- Interactive map of Huirangi
- Coordinates: 39°3′13″S 174°14′56″E﻿ / ﻿39.05361°S 174.24889°E
- Country: New Zealand
- Region: Taranaki
- District: New Plymouth District
- Ward: Kōhanga Moa General Ward; Te Purutanga Mauri Pūmanawa Māori Ward;
- Community: Inglewood Community
- Electorates: Taranaki-King Country; Te Tai Hauāuru (Māori);

Government
- • Territorial Authority: New Plymouth District Council
- • Regional council: Taranaki Regional Council
- • Mayor of New Plymouth: Max Brough
- • Taranaki-King Country MP: Barbara Kuriger
- • Te Tai Hauāuru MP: Debbie Ngarewa-Packer

Area
- • Total: 12.02 km^{2} (4.64 sq mi)

Population (2023 Census)
- • Total: 123
- • Density: 10.2/km^{2} (26.5/sq mi)

= Huirangi =

Huirangi is a settlement in Taranaki, New Zealand. Waitara lies about 7 kilometres to the north. The Waitara River flows to the east of the settlement, with the Bertrand Road suspension bridge providing access to the other side.

==Demographics==
Huirangi locality covers 12.02 km2. The locality is part of the Everett Park statistical area.
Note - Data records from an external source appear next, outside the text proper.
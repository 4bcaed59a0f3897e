//! Cache Statistics Module
//!
//! Application-level counters for the cache service: hits, misses, writes and
//! errors since the last reset.

use std::sync::atomic::{AtomicU64, Ordering};
use std::sync::Mutex;

use chrono::{DateTime, Utc};
use serde::Serialize;

// == Cache Stats ==
/// Lock-free counters shared by every request.
#[derive(Debug)]
pub struct CacheStats {
    hits: AtomicU64,
    misses: AtomicU64,
    sets: AtomicU64,
    errors: AtomicU64,
    slow_calls: AtomicU64,
    /// Start of the current measurement window
    started_at: Mutex<DateTime<Utc>>,
}

/// Point-in-time view of [`CacheStats`].
#[derive(Debug, Clone, PartialEq, Serialize)]
pub struct StatsSnapshot {
    pub hits: u64,
    pub misses: u64,
    pub sets: u64,
    pub errors: u64,
    /// Producer calls slower than the configured threshold
    pub slow_calls: u64,
    /// Percentage of lookups that hit, 0 when there were none
    pub hit_rate: f64,
    pub total_requests: u64,
    pub uptime_seconds: i64,
}

impl CacheStats {
    // == Constructor ==
    pub fn new(now: DateTime<Utc>) -> Self {
        Self {
            hits: AtomicU64::new(0),
            misses: AtomicU64::new(0),
            sets: AtomicU64::new(0),
            errors: AtomicU64::new(0),
            slow_calls: AtomicU64::new(0),
            started_at: Mutex::new(now),
        }
    }

    pub fn record_hit(&self) {
        self.hits.fetch_add(1, Ordering::Relaxed);
    }

    pub fn record_miss(&self) {
        self.misses.fetch_add(1, Ordering::Relaxed);
    }

    pub fn record_set(&self) {
        self.sets.fetch_add(1, Ordering::Relaxed);
    }

    pub fn record_error(&self) {
        self.errors.fetch_add(1, Ordering::Relaxed);
    }

    pub fn record_slow_call(&self) {
        self.slow_calls.fetch_add(1, Ordering::Relaxed);
    }

    // == Snapshot ==
    pub fn snapshot(&self, now: DateTime<Utc>) -> StatsSnapshot {
        let started_at = *self.started_at.lock().unwrap_or_else(|e| e.into_inner());
        let hits = self.hits.load(Ordering::Relaxed);
        let misses = self.misses.load(Ordering::Relaxed);

        StatsSnapshot {
            hits,
            misses,
            sets: self.sets.load(Ordering::Relaxed),
            errors: self.errors.load(Ordering::Relaxed),
            slow_calls: self.slow_calls.load(Ordering::Relaxed),
            hit_rate: hit_rate(hits, misses),
            total_requests: hits + misses,
            uptime_seconds: (now - started_at).num_seconds().max(0),
        }
    }

    // == Reset ==
    /// Zeroes every counter and restarts the uptime window.
    pub fn reset(&self, now: DateTime<Utc>) {
        let mut started_at = self.started_at.lock().unwrap_or_else(|e| e.into_inner());
        for counter in [
            &self.hits,
            &self.misses,
            &self.sets,
            &self.errors,
            &self.slow_calls,
        ] {
            counter.store(0, Ordering::Relaxed);
        }
        *started_at = now;
    }
}

// == Hit Rate ==
/// `hits / (hits + misses)` as a percentage, or 0.0 if no lookups were made.
pub fn hit_rate(hits: u64, misses: u64) -> f64 {
    let total = hits + misses;
    if total == 0 {
        0.0
    } else {
        hits as f64 / total as f64 * 100.0
    }
}
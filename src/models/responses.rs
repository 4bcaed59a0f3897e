//! Response DTOs for the cache admin API
//!
//! Defines the structure of outgoing HTTP response bodies that are not already
//! reports produced by the cache service.

use serde::Serialize;

use crate::cache::{KeyInfo, StoreHealth};

/// Plain acknowledgement, e.g. for POST /v1/cache/clear
#[derive(Debug, Clone, Serialize)]
pub struct MessageResponse {
    pub message: String,
}

impl MessageResponse {
    pub fn new(message: impl Into<String>) -> Self {
        Self {
            message: message.into(),
        }
    }
}

/// Response body for POST /v1/cache/invalidate
#[derive(Debug, Clone, Serialize)]
pub struct InvalidateResponse {
    pub success: bool,
    pub keys_affected: u64,
    pub message: String,
}

impl InvalidateResponse {
    pub fn new(pattern: &str, keys_affected: u64) -> Self {
        Self {
            success: true,
            keys_affected,
            message: format!(
                "Invalidated {} keys matching pattern '{}'",
                keys_affected, pattern
            ),
        }
    }
}

/// Response body for GET /v1/cache/keys
#[derive(Debug, Clone, Serialize)]
pub struct KeyListResponse {
    pub keys: Vec<KeyInfo>,
    pub count: usize,
    pub pattern: String,
}

impl KeyListResponse {
    pub fn new(pattern: impl Into<String>, keys: Vec<KeyInfo>) -> Self {
        Self {
            count: keys.len(),
            keys,
            pattern: pattern.into(),
        }
    }
}

/// Response body for PUT /v1/cache/keys
#[derive(Debug, Clone, Serialize)]
pub struct SetResponse {
    /// Success message
    pub message: String,
    /// The key that was set
    pub key: String,
}

impl SetResponse {
    pub fn new(key: impl Into<String>) -> Self {
        let key = key.into();
        Self {
            message: format!("Key '{}' set successfully", key),
            key,
        }
    }
}

/// Response body for DELETE /v1/cache/keys/:key
#[derive(Debug, Clone, Serialize)]
pub struct DeleteResponse {
    /// Success message
    pub message: String,
    /// The key that was deleted
    pub key: String,
}

impl DeleteResponse {
    pub fn new(key: impl Into<String>) -> Self {
        let key = key.into();
        Self {
            message: format!("Key '{}' deleted successfully", key),
            key,
        }
    }
}

/// Response body for POST /v1/cache/maintenance
#[derive(Debug, Clone, Serialize)]
pub struct MaintenanceResponse {
    pub message: String,
    pub status: String,
}

impl MaintenanceResponse {
    pub fn scheduled() -> Self {
        Self {
            message: "Cache maintenance scheduled".to_string(),
            status: "scheduled".to_string(),
        }
    }
}

/// Response body for the health endpoint (GET /health)
#[derive(Debug, Clone, Serialize)]
pub struct HealthResponse {
    /// `healthy` when the cache backend answers, `degraded` otherwise
    pub status: String,
    pub components: HealthComponents,
    /// Current timestamp in ISO 8601 format
    pub timestamp: String,
}

#[derive(Debug, Clone, Serialize)]
pub struct HealthComponents {
    pub cache: StoreHealth,
}

impl HealthResponse {
    /// The service stays up without its cache, so a disconnected backend only
    /// degrades health.
    pub fn from_store(cache: StoreHealth, timestamp: chrono::DateTime<chrono::Utc>) -> Self {
        let status = if cache.status == "connected" {
            "healthy"
        } else {
            "degraded"
        };
        Self {
            status: status.to_string(),
            components: HealthComponents { cache },
            timestamp: timestamp.to_rfc3339(),
        }
    }
}
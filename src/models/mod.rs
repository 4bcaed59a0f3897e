//! Request and Response models for the cache admin API
//!
//! This module defines the DTOs (Data Transfer Objects) used for
//! serializing/deserializing HTTP request and response bodies.

pub mod requests;
pub mod responses;

// Re-export commonly used types
pub use requests::{InvalidateRequest, KeysQuery, SetKeyRequest, MAX_KEY_LENGTH};
pub use responses::{
    DeleteResponse, HealthComponents, HealthResponse, InvalidateResponse, KeyListResponse,
    MaintenanceResponse, MessageResponse, SetResponse,
};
The locality had a population of 123 in the 2023 New Zealand census, an increase of 12 people (10.8%) since the 2018 census, and an increase of 18 people (17.1%) since the 2013 census. There were 63 males, 60 females, and 3 people of other genders in 45 dwellings. 2.4% of people identified as LGBTIQ+. The median age was 36.9 years (compared with 38.1 years nationally). There were 33 people (26.8%) aged under 15 years, 15 (12.2%) aged 15 to 29, 57 (46.3%) aged 30 to 64, and 18 (14.6%) aged 65 or older.

People could identify as more than one ethnicity. The results were 90.2% European (Pākehā), 14.6% Māori, and 4.9% other, which includes people giving their ethnicity as "New Zealander". English was spoken by 100.0%, and other languages by 2.4%. The percentage of people born overseas was 7.3, compared with 28.8% nationally.

Religious affiliations were 26.8% Christian, and 2.4% New Age. People who answered that they had no religion were 58.5%, and 14.6% of people did not answer the census question.

Of those at least 15 years old, 18 (20.0%) people had a bachelor's or higher degree, 51 (56.7%) had a post-high school certificate or diploma, and 18 (20.0%) people exclusively held high school qualifications. The median income was $43,400, compared with $41,500 nationally. 9 people (10.0%) earned over $100,000 compared to 12.1% nationally. The employment status of those at least 15 was 51 (56.7%) full-time and 12 (13.3%) part-time.

==Education==
Huirangi School is a coeducational contributing primary (years 1–6) school with a decile rating of 2 and a roll of 62. The school opened in 1872 and celebrated the school and district centennial jubilee in 1972.